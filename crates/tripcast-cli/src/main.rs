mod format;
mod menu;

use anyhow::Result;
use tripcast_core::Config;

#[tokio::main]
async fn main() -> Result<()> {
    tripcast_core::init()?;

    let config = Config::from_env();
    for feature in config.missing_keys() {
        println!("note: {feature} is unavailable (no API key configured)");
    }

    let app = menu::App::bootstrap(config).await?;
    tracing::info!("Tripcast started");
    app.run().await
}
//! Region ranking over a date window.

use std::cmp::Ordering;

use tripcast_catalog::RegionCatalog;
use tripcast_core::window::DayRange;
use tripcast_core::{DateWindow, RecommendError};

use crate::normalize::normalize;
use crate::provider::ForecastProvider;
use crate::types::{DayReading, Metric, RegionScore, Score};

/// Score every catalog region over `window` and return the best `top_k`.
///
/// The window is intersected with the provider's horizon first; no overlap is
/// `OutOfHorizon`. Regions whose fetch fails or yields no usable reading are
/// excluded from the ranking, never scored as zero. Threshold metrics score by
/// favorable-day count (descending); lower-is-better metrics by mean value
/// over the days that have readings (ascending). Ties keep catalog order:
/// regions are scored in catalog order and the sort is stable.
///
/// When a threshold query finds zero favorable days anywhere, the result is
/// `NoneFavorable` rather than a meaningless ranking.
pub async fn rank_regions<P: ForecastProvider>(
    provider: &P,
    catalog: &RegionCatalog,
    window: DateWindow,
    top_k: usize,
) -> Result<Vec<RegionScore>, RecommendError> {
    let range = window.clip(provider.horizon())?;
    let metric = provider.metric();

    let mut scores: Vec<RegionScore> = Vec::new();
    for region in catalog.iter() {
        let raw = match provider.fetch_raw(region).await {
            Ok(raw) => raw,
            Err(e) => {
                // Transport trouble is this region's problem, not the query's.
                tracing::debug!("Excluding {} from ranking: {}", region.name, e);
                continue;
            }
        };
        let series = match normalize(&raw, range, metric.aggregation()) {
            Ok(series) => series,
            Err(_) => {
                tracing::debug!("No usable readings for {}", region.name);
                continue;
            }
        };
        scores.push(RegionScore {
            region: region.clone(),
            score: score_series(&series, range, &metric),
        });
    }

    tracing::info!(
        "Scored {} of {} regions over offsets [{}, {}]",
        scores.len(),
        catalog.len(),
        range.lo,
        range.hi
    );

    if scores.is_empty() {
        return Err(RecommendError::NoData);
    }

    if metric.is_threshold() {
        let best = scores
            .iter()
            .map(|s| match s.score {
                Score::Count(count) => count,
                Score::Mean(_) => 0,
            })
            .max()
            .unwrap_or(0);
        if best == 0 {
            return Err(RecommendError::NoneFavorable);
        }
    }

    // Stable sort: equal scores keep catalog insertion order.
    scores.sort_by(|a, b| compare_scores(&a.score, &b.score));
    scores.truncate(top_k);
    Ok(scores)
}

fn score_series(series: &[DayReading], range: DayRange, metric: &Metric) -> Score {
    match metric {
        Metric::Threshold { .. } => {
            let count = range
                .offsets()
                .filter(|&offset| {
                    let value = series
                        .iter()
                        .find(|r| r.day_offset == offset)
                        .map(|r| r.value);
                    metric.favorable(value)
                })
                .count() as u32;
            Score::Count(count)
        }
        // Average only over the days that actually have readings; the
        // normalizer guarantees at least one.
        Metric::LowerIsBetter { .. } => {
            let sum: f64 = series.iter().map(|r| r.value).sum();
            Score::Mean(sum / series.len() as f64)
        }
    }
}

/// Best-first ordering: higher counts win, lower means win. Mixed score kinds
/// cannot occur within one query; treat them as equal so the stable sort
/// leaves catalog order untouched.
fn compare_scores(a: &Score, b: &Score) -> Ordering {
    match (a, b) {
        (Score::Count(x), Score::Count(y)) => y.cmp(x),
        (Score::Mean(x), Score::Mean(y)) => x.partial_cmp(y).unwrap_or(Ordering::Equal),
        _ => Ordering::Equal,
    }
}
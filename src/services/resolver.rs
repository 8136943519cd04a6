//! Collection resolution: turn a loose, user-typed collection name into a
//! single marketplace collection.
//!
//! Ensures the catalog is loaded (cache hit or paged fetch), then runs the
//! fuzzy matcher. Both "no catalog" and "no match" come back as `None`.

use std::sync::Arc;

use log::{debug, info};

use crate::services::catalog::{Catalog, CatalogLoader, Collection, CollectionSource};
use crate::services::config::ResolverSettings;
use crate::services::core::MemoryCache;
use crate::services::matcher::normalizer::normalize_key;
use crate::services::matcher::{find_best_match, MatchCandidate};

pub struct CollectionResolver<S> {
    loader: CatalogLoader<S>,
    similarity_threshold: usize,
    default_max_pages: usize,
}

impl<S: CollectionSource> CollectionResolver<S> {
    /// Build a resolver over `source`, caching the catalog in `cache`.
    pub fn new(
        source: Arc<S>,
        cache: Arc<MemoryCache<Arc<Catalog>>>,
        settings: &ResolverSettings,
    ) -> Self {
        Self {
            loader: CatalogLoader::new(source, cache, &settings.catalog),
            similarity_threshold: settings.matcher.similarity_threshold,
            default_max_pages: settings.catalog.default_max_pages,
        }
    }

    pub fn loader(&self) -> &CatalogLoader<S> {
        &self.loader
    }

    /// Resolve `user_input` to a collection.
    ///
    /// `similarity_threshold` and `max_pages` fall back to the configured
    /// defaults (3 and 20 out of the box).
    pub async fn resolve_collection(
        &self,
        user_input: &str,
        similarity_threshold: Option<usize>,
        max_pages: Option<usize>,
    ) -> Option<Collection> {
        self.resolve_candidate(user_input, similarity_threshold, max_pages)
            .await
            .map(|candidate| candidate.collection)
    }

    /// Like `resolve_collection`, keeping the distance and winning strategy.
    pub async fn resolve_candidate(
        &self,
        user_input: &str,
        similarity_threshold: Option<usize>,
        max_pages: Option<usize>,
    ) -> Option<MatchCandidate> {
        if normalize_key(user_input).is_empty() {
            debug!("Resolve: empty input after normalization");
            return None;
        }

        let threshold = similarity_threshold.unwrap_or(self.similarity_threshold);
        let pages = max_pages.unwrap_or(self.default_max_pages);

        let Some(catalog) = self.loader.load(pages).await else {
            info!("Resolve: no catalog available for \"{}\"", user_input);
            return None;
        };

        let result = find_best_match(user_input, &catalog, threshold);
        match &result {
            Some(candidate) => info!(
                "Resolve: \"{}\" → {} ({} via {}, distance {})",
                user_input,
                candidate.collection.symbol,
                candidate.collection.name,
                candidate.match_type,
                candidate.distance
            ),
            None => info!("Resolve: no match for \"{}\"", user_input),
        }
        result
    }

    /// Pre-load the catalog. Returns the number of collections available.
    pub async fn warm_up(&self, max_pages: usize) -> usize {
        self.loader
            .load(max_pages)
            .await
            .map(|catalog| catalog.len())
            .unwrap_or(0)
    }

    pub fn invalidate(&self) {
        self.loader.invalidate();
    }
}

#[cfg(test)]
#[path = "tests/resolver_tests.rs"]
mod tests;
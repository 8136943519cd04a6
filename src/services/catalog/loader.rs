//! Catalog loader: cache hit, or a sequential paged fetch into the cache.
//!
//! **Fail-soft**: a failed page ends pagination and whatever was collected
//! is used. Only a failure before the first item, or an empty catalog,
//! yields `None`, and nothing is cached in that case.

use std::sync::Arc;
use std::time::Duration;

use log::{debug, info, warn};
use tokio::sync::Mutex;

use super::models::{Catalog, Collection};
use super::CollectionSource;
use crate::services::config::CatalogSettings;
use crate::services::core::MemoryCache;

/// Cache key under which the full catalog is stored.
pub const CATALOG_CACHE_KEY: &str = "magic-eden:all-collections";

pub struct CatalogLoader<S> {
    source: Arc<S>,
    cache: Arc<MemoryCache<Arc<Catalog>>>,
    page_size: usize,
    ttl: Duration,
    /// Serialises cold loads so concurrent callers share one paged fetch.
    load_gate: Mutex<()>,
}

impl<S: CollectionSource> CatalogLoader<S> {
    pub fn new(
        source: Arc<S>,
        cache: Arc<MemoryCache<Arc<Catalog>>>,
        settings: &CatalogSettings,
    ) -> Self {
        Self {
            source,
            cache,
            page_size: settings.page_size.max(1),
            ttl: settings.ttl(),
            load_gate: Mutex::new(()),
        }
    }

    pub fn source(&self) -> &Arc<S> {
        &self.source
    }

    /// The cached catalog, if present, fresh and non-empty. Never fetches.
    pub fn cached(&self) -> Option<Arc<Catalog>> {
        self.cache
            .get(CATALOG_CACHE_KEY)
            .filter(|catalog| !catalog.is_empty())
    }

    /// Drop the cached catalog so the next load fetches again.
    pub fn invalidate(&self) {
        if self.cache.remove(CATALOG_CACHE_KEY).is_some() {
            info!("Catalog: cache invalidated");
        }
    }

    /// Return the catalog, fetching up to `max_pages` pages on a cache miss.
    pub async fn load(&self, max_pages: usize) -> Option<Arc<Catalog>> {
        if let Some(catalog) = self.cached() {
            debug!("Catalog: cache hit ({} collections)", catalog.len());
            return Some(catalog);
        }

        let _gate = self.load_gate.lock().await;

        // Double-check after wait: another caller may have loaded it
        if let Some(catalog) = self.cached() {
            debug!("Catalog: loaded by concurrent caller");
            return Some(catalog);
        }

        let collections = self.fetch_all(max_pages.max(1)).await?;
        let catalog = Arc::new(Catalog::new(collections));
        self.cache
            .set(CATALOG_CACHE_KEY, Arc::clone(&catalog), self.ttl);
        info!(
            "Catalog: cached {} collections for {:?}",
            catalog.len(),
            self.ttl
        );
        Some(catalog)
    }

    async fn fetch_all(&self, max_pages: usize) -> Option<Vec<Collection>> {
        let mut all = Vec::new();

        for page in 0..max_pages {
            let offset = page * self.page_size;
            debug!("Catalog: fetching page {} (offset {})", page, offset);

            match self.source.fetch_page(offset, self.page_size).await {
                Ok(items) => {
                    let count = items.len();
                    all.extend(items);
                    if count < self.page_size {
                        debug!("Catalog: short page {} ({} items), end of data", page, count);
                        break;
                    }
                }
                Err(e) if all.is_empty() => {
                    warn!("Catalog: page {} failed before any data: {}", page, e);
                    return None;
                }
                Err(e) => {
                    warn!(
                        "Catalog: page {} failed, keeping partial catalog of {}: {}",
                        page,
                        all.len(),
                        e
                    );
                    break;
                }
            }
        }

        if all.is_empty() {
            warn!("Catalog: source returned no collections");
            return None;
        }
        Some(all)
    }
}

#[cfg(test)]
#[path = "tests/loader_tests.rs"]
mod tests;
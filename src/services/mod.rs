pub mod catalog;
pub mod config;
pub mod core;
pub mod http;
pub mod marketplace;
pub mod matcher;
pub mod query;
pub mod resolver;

---*---

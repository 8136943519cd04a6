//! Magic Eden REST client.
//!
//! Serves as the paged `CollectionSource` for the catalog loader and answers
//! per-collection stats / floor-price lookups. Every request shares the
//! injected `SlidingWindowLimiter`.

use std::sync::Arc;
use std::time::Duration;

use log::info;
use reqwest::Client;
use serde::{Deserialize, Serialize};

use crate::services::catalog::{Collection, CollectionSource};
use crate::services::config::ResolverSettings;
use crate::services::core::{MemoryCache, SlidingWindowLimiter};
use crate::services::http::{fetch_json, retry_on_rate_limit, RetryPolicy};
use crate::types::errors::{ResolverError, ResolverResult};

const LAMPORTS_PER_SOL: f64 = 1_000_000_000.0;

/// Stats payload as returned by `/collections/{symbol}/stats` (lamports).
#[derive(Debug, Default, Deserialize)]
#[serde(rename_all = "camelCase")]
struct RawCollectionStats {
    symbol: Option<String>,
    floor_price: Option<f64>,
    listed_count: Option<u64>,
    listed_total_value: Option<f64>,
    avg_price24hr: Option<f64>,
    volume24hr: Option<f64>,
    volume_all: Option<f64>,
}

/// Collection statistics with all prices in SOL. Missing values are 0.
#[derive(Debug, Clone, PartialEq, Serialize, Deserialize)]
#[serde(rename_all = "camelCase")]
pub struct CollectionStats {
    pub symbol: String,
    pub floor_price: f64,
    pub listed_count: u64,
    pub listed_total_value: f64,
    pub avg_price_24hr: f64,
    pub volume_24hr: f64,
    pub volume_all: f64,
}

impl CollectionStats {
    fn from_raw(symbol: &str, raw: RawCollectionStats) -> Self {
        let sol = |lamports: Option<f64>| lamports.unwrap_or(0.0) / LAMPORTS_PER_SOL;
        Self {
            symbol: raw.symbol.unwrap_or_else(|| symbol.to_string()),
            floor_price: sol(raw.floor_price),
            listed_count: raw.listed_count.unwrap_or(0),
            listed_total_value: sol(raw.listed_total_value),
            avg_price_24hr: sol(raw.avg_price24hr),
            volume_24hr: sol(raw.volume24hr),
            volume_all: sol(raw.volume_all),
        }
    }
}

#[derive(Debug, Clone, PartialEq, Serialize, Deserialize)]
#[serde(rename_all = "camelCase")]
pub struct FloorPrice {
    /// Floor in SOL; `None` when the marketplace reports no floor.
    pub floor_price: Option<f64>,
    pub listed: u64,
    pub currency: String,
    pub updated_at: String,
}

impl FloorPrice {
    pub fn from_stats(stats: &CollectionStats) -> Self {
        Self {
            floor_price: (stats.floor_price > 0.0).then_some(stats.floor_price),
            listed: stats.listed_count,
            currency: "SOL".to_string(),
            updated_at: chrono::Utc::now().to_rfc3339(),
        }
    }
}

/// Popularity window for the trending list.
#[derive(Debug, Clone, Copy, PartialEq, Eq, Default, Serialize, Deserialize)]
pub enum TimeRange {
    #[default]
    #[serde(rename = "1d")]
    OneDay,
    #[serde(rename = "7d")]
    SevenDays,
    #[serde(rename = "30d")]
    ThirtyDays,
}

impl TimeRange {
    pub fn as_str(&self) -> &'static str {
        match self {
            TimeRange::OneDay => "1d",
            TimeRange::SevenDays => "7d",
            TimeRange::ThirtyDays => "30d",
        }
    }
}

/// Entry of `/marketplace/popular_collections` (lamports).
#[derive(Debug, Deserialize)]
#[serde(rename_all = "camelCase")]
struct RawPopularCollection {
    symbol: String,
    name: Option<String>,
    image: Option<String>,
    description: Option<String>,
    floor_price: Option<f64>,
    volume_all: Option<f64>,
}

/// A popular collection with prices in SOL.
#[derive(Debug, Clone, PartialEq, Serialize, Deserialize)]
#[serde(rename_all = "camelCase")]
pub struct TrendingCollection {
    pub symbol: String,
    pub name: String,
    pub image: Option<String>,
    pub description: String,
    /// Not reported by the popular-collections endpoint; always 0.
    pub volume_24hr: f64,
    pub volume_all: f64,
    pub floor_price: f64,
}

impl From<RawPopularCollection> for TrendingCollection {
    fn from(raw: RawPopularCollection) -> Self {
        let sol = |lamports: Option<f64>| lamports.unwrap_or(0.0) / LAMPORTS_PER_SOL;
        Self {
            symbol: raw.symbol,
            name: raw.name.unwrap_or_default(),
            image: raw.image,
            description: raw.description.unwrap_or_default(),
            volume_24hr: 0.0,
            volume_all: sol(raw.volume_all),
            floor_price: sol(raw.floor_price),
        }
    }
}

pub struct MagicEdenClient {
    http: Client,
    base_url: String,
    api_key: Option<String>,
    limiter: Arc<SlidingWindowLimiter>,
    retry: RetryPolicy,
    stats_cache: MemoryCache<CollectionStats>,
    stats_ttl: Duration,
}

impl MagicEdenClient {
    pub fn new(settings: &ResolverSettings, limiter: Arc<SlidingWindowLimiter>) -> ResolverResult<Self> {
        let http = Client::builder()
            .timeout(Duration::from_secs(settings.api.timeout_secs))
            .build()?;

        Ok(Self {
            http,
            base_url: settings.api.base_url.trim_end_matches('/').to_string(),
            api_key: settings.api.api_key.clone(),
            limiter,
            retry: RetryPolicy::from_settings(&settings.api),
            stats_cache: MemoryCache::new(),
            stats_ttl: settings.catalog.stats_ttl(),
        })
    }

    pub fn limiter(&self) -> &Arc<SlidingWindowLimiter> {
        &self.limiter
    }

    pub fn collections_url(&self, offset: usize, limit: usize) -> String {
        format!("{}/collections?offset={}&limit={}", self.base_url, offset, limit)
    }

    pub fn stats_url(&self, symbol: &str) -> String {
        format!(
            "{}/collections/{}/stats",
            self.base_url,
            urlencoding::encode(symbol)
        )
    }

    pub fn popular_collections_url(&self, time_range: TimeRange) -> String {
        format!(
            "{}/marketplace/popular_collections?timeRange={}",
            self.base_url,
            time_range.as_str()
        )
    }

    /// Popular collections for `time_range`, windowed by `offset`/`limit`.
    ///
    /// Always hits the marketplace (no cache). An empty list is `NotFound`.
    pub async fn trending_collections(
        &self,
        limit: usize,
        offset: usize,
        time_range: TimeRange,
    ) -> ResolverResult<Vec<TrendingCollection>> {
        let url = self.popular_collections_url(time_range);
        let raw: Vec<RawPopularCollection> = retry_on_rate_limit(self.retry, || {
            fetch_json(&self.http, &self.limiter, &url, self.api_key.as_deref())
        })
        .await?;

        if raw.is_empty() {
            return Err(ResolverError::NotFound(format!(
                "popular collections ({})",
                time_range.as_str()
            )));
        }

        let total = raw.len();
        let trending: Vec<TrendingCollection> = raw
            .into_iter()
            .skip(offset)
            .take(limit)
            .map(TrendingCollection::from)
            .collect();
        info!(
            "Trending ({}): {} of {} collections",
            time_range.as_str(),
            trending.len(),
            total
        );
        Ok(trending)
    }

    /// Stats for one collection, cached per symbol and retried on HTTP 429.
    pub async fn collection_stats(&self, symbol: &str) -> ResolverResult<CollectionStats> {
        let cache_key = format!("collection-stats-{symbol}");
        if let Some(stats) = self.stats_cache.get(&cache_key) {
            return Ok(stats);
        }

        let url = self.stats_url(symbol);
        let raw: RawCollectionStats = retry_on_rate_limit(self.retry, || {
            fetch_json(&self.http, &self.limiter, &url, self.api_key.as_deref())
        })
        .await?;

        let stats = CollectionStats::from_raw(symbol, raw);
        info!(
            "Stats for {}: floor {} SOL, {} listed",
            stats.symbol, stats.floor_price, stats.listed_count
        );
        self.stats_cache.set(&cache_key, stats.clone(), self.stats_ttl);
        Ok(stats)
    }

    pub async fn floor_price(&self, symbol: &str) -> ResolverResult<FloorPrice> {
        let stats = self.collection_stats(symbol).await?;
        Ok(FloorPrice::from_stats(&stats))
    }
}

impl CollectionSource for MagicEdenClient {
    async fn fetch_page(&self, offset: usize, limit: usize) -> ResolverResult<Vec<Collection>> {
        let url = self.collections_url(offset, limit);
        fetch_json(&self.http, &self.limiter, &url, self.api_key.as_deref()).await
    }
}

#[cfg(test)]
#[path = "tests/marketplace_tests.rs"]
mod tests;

---*---

Task requirements:
Go to the line in the material above that contains "catalog is stored." and copy exactly from there through the line that contains "one paged fetch.", stopping after it.

Solved problem:
/// Cache key under which the full catalog is stored.
pub const CATALOG_CACHE_KEY: &str = "magic-eden:all-collections";

pub struct CatalogLoader<S> {
    source: Arc<S>,
    cache: Arc<MemoryCache<Arc<Catalog>>>,
    page_size: usize,
    ttl: Duration,
    /// Serialises cold loads so concurrent callers share one paged fetch.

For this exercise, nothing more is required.